◆ WHAT IS EXPECTED ◆
Go through the listing and copy each line that has the string "true" in it.

◆ AVAILABLE DATA ◆
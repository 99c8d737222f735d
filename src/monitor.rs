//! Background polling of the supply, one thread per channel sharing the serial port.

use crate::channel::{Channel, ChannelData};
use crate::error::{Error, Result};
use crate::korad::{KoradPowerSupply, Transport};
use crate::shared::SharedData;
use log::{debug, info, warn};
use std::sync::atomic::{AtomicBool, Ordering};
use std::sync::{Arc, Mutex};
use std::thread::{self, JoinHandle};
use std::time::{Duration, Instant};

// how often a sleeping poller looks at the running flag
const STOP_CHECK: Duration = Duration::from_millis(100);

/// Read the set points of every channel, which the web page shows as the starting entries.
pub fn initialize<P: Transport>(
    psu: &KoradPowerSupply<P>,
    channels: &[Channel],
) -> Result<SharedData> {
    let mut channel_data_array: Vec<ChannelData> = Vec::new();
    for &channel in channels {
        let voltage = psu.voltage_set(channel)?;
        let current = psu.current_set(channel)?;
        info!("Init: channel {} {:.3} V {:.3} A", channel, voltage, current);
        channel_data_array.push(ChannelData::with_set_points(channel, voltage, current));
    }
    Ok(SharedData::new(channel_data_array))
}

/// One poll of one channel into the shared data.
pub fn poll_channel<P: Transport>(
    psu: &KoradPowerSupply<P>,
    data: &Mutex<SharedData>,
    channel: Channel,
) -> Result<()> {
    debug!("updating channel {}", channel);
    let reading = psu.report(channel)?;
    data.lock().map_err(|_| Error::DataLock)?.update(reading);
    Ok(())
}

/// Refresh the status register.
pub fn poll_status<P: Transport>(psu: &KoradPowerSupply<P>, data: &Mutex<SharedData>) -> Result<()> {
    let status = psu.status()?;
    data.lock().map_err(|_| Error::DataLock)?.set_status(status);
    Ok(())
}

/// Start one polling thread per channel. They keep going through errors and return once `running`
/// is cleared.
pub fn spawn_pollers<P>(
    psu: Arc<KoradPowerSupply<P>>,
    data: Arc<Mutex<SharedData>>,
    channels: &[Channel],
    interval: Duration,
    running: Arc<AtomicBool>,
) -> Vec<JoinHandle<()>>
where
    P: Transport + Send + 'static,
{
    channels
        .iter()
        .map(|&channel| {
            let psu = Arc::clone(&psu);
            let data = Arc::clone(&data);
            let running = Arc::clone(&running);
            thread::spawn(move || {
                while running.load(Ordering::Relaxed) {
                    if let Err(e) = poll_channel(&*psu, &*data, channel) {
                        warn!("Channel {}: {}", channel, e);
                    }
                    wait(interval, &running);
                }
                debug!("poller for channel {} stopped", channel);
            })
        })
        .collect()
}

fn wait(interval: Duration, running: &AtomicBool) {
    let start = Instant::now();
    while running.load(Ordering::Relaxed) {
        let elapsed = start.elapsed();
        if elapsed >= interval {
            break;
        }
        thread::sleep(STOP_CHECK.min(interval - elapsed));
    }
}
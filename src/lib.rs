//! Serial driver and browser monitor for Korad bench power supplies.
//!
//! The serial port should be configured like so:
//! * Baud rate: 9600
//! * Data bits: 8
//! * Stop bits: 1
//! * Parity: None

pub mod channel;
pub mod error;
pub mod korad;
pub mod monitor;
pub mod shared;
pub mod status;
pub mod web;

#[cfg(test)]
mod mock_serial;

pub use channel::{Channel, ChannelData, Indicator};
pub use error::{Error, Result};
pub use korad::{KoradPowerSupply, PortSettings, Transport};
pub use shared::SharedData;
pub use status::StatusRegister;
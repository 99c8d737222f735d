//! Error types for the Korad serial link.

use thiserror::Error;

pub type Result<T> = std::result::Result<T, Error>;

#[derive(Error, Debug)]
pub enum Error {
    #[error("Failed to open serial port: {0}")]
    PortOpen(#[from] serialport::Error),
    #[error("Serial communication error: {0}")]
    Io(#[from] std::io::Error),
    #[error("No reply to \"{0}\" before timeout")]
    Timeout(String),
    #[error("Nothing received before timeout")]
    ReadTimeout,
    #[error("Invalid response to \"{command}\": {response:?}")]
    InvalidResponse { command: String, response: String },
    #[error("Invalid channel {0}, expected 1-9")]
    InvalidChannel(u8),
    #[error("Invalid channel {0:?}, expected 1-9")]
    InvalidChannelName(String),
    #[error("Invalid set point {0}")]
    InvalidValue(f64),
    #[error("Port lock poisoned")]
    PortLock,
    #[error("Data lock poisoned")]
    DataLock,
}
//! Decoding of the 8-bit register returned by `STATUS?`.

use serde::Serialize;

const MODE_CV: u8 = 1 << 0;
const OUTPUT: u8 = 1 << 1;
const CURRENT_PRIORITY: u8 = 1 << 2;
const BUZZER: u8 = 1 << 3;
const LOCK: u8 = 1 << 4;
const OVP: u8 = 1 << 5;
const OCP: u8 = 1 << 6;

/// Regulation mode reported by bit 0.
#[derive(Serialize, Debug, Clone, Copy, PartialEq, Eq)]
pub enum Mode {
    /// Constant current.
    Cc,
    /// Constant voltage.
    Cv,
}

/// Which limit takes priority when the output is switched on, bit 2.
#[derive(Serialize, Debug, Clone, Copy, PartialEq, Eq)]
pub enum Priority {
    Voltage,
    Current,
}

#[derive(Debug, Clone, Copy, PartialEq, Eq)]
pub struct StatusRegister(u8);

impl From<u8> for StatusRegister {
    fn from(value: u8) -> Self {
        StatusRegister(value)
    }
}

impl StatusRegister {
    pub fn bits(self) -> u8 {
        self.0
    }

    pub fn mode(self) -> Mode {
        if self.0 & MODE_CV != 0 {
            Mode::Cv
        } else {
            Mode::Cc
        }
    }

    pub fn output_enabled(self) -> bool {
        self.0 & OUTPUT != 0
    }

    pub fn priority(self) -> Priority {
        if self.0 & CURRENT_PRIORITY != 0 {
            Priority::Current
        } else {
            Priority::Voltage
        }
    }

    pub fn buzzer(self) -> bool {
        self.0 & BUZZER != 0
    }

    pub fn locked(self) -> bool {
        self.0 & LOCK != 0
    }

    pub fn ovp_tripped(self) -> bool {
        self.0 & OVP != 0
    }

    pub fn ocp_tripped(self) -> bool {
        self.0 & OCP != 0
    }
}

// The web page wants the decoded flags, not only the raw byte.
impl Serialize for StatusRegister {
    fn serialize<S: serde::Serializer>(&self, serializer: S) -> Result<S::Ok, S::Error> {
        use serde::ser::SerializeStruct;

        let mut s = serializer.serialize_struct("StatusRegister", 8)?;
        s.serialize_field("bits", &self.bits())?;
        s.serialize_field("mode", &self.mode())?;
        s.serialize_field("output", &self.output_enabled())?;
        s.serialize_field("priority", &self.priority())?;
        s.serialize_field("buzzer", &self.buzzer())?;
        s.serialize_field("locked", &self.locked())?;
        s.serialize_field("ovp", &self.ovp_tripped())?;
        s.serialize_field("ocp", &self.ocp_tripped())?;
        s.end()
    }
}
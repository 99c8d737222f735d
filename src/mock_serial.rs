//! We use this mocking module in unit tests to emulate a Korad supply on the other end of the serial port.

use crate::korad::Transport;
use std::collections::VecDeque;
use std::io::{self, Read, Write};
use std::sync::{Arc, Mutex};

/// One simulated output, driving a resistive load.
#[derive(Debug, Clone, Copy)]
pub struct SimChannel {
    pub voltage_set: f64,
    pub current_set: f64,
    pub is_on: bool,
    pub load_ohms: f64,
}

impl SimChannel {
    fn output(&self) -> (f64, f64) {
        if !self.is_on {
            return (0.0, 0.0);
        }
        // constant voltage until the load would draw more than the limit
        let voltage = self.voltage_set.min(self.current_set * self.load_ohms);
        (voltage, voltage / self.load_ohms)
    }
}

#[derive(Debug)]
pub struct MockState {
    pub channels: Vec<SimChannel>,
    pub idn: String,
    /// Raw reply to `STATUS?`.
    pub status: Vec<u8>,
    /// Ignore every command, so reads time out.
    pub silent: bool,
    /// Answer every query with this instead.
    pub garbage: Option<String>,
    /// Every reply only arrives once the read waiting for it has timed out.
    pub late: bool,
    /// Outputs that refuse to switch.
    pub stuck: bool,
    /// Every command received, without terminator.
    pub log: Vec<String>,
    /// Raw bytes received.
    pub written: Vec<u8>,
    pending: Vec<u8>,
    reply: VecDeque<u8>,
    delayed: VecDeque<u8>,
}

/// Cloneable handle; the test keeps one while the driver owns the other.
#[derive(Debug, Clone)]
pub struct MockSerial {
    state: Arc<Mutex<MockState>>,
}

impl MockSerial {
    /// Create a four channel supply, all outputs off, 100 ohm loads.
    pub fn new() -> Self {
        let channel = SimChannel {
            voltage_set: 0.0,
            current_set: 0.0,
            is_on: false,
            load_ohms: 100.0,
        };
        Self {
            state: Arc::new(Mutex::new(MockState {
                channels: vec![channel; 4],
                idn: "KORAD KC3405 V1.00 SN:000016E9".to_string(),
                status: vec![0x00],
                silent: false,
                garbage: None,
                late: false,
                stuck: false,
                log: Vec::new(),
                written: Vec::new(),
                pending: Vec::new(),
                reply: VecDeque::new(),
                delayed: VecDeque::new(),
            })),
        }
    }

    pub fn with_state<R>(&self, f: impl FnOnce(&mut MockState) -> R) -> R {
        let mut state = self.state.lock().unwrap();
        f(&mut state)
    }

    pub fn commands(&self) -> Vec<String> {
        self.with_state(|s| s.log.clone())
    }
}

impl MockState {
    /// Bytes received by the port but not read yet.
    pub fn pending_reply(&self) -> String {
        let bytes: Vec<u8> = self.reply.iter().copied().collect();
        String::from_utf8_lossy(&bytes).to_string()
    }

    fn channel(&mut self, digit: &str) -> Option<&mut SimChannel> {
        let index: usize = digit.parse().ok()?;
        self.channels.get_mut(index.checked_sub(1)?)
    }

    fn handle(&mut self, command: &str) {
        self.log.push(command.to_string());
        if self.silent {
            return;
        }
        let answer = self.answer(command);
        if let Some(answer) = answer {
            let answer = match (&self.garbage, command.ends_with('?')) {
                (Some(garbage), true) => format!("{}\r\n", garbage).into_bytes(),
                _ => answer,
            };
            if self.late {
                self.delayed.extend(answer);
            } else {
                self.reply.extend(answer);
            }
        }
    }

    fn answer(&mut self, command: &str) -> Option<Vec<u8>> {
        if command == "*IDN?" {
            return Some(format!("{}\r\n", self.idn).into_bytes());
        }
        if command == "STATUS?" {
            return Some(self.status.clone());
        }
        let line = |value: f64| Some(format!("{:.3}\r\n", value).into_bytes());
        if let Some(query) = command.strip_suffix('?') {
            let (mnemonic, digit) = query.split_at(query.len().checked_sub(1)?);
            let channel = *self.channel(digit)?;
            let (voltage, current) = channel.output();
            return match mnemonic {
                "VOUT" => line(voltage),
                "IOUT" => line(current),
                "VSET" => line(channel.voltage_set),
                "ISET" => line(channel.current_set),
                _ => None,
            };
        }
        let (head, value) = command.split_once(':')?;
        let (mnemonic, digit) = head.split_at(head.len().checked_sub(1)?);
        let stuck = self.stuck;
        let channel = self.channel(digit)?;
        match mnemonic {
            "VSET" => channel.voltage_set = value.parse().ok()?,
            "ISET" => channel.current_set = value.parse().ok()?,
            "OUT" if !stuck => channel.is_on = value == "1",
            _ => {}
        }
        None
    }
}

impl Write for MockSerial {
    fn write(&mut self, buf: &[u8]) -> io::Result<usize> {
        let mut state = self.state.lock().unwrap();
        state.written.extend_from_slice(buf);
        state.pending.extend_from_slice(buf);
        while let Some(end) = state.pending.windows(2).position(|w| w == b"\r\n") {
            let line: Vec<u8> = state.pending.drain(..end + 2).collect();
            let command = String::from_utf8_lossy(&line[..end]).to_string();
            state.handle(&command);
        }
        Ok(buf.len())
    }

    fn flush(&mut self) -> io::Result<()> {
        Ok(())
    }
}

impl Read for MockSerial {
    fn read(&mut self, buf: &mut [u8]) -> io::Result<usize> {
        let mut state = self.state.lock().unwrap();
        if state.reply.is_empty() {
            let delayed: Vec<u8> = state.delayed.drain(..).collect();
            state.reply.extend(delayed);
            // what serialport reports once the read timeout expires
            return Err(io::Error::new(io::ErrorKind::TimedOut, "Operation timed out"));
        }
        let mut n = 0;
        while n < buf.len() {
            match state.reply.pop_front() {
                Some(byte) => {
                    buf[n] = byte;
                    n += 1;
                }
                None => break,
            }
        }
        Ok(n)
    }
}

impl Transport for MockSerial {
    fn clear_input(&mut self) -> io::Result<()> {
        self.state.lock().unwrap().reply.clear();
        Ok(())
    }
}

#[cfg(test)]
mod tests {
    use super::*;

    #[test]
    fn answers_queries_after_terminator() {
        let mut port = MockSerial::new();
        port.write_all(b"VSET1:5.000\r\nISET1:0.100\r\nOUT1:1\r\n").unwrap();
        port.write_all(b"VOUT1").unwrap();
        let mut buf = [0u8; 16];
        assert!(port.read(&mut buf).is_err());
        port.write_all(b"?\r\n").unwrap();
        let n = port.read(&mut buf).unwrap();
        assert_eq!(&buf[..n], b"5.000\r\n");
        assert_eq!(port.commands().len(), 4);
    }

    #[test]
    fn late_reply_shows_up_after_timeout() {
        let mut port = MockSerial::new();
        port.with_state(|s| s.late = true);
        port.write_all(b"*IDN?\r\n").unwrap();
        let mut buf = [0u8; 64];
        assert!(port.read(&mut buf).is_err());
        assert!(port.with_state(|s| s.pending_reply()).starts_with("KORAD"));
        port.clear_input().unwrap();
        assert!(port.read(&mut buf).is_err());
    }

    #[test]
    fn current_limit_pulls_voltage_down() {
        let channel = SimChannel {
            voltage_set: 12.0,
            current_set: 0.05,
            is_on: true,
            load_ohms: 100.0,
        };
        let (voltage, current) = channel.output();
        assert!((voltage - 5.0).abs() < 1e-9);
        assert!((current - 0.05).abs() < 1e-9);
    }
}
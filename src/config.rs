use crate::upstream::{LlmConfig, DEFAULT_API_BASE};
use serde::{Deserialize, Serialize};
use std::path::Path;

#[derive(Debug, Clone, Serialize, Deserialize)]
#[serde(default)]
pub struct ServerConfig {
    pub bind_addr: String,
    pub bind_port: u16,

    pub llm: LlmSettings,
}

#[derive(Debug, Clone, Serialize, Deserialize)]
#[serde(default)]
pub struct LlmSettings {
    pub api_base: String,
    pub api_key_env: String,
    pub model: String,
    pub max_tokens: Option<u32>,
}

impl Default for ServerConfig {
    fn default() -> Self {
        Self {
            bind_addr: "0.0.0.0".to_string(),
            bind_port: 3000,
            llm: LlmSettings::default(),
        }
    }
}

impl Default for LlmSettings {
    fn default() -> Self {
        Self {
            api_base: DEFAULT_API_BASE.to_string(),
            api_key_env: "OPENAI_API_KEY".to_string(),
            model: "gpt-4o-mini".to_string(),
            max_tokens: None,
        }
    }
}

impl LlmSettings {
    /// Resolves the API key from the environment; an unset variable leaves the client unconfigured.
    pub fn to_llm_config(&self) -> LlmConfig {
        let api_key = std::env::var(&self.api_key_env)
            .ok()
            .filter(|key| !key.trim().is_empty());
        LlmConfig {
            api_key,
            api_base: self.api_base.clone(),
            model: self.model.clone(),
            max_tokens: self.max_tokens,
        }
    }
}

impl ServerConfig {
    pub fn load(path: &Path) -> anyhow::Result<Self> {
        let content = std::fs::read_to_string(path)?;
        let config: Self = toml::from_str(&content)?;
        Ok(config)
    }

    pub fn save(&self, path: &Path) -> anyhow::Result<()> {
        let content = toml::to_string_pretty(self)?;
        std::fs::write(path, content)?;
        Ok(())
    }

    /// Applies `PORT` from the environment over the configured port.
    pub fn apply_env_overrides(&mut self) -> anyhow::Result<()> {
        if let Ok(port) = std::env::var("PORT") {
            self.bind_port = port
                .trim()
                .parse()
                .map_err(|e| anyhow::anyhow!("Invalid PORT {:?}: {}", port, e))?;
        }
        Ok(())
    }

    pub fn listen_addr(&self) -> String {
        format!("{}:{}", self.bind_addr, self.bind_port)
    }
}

◆ THE COMPLETED TASK ◆
                (Some(garbage), true) => format!("{}\r\n", garbage).into_bytes(),
        port.with_state(|s| s.late = true);
            is_on: true,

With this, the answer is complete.